Cardiovascular health and its association with dementia, Parkinson's Disease, and mortality among UK older adults
Background
Previous research has primarily examined individual factors of cardiovascular health (CVH) and disease in PD and dementia, but no study has examined CVH measures with PD, dementia, and mortality simultaneously while accounting for potentially confounding factors.
Objectives
To examine the relationship between CVH, all-cause dementia, Parkinson's disease (PD), and mortality, focusing on associations and health transitions from a large population-based study.
Methods
We investigated these relationships using Cox Proportional Hazards and multistate parametric models with Weibull regression from the UK Biobank data (n = 269,816, Age = 50 + y individuals, ≤15y follow-up, 2006–2021).
Results
Full Cox models found poor CVH (measured with standardized reverse-coded Life's Essential 8 total score, LE8zrev), to be associated with increased risks for all-cause dementia (Hazard Ratio (HR) = 1.14, 95 % CI: 1.11–1.18, P < 0.001) and all-cause mortality (HR = 1.31, 95 % CI: 1.29–1.33, P < 0.001).
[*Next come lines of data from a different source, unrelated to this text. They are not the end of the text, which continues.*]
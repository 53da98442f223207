// Copyright 2026 the Trellis Authors
// SPDX-License-Identifier: Apache-2.0 OR MIT

//! Dirty-tracking channel constants.
//!
//! The scene uses multi-channel dirty tracking (via [`understory_dirty`]) to
//! report, once per frame, which nodes changed and how. Lazy matrix
//! resolution does not depend on these channels; they exist so that
//! [`Scene::evaluate`](crate::scene::Scene::evaluate) can hand the render pass
//! a precise change list.
//!
//! # Propagation semantics
//!
//! - **Propagating**: [`TRANSFORM`] uses
//!   [`EagerPolicy`](understory_dirty::EagerPolicy) with dependency edges from
//!   child to parent. Marking a group marks every descendant, because their
//!   absolute matrices are derived from it.
//!
//! - **Local-only**: [`CACHE`] and [`LAYOUT`] mark just the node concerned:
//!   a flipped cache, or a group whose frame was recomputed.
//!
//! - **Structural**: [`TOPOLOGY`] is marked on membership changes and node
//!   creation or destruction, and triggers a traversal-order rebuild.

use understory_dirty::Channel;

/// Own or inherited transform changed.
pub const TRANSFORM: Channel = Channel::new(0);

/// Cached bitmap became invalid.
pub const CACHE: Channel = Channel::new(1);

/// Group frame was recomputed by the layout manager.
pub const LAYOUT: Channel = Channel::new(2);

/// Tree topology changed.
pub const TOPOLOGY: Channel = Channel::new(3);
Unlike “Healthy to PD” and “Dementia→Death” transitions, PD→Death (Weibull full model: HR = 1.18, 95 % CI: 1.06–1.31, P = 0.002), Healthy→dementia (HR = 1.15, 95 % CI: 1.12–1.19, P < 0.001), and Healthy→Death (HR = 1.33, 95 % CI: 1.32–1.35, P < 0.001) exhibited a positive relationship with poor CVH.
Conclusions
Poor CVH is directly associated with an increased risk of mortality from PD, transition into Dementia, and all-cause mortality without dementia or PD occurrence. Clinicians should aggressively screen for and manage CVH risk measures to reduce the risk of poor cognitive health outcomes.